About this task — Filter the entries for lines with the word "URLs".

(Dataset entries)
★ ★ ★ ★ ★ ★ ★

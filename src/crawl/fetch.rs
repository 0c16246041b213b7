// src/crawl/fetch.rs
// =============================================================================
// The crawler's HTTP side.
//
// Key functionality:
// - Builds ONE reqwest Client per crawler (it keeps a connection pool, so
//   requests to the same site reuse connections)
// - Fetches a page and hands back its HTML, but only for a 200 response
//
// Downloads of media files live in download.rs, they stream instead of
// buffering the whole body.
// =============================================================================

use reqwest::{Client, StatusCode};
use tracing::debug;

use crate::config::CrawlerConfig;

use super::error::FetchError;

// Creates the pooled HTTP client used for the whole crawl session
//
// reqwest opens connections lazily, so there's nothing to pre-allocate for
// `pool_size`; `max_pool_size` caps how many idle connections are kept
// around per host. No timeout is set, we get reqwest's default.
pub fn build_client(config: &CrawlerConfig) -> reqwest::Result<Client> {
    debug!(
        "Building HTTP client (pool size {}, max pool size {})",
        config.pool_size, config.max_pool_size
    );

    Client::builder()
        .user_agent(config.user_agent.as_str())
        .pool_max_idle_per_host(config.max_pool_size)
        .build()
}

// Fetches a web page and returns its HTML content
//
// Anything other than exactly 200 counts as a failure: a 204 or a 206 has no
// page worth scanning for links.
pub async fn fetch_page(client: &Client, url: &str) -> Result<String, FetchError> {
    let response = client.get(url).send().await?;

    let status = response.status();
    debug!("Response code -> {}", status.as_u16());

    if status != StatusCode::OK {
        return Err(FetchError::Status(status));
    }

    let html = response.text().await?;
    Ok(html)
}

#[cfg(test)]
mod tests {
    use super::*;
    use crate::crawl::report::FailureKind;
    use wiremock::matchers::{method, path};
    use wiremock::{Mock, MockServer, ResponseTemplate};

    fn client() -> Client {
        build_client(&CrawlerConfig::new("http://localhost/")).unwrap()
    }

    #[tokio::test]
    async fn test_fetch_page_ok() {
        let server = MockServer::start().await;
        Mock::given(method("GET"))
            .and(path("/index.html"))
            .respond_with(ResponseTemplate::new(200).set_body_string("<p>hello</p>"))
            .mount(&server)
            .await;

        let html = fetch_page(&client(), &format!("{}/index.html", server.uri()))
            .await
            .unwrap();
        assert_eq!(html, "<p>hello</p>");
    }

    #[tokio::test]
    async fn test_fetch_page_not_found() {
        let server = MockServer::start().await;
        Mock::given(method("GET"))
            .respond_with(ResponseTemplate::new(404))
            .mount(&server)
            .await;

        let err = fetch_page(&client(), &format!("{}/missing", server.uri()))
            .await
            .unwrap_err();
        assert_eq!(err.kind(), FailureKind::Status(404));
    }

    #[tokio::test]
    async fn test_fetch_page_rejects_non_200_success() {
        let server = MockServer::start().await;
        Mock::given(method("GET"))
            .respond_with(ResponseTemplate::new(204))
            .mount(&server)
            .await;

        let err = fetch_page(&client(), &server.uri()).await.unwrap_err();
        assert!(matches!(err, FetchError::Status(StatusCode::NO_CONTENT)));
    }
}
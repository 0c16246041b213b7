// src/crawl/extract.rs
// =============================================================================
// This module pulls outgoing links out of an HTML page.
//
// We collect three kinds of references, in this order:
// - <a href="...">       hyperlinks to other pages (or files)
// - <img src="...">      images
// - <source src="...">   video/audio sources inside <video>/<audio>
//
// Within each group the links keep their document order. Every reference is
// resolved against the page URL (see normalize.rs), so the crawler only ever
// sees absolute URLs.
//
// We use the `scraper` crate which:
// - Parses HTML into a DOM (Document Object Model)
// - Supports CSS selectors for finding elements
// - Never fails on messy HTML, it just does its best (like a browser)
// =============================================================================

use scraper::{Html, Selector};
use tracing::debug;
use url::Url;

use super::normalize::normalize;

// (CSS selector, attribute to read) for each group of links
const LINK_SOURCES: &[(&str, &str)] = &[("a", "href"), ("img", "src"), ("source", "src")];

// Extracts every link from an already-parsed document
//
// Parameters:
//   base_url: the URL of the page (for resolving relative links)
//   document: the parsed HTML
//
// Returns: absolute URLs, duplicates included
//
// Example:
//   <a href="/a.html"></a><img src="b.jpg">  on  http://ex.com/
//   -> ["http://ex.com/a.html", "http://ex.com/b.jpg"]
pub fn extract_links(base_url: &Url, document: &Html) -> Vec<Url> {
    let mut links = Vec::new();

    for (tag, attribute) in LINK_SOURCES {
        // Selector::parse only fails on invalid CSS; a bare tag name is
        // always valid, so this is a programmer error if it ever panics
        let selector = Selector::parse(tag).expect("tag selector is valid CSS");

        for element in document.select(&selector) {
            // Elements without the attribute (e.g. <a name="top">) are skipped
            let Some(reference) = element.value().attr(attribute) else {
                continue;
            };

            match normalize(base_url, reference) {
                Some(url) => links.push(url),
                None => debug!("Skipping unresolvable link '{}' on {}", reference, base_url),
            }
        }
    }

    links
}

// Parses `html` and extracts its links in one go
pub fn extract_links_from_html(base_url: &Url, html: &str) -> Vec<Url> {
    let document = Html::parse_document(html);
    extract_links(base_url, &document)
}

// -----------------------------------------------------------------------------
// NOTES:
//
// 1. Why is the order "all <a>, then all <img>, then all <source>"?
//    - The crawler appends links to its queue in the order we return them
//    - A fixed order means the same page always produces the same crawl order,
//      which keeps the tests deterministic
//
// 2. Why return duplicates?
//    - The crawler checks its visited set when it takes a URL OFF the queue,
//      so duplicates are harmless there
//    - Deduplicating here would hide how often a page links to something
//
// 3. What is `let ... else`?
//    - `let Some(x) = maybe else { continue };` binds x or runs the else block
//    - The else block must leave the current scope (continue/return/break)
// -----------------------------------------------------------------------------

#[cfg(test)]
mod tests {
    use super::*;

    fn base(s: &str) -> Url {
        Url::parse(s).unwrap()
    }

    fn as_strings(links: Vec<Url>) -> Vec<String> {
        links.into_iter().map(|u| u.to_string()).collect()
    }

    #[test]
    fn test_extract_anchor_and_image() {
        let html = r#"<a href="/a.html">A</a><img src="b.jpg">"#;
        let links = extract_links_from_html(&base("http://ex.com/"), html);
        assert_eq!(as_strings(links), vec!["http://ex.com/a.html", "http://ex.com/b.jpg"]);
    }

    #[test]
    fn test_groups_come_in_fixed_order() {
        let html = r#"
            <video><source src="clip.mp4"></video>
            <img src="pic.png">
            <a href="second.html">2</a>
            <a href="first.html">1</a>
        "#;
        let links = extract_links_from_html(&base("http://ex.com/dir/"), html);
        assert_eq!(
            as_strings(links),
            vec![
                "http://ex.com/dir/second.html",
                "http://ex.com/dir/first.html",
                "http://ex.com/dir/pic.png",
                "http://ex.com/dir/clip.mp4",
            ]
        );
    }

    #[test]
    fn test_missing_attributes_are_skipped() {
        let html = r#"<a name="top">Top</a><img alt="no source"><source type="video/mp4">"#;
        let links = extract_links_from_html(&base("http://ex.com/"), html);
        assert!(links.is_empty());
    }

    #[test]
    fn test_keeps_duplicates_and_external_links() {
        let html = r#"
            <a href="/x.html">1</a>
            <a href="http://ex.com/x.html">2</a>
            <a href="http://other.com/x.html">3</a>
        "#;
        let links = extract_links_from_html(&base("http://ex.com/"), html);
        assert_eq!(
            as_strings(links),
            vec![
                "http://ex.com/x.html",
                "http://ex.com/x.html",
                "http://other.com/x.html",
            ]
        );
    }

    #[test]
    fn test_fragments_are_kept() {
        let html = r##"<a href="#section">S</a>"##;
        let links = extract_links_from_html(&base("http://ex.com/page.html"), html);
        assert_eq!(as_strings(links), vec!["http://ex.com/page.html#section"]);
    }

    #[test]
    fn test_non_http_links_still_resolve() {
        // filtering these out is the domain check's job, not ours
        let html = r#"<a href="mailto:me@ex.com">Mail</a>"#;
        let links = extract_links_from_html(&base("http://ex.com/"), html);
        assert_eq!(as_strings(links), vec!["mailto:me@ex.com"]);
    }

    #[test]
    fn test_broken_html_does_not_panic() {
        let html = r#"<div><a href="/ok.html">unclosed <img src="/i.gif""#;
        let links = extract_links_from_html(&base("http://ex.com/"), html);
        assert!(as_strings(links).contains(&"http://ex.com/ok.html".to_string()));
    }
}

★ ★ ★ ★ ★ ★ ★

Solution to the problem —
// sees absolute URLs.
// Returns: absolute URLs, duplicates included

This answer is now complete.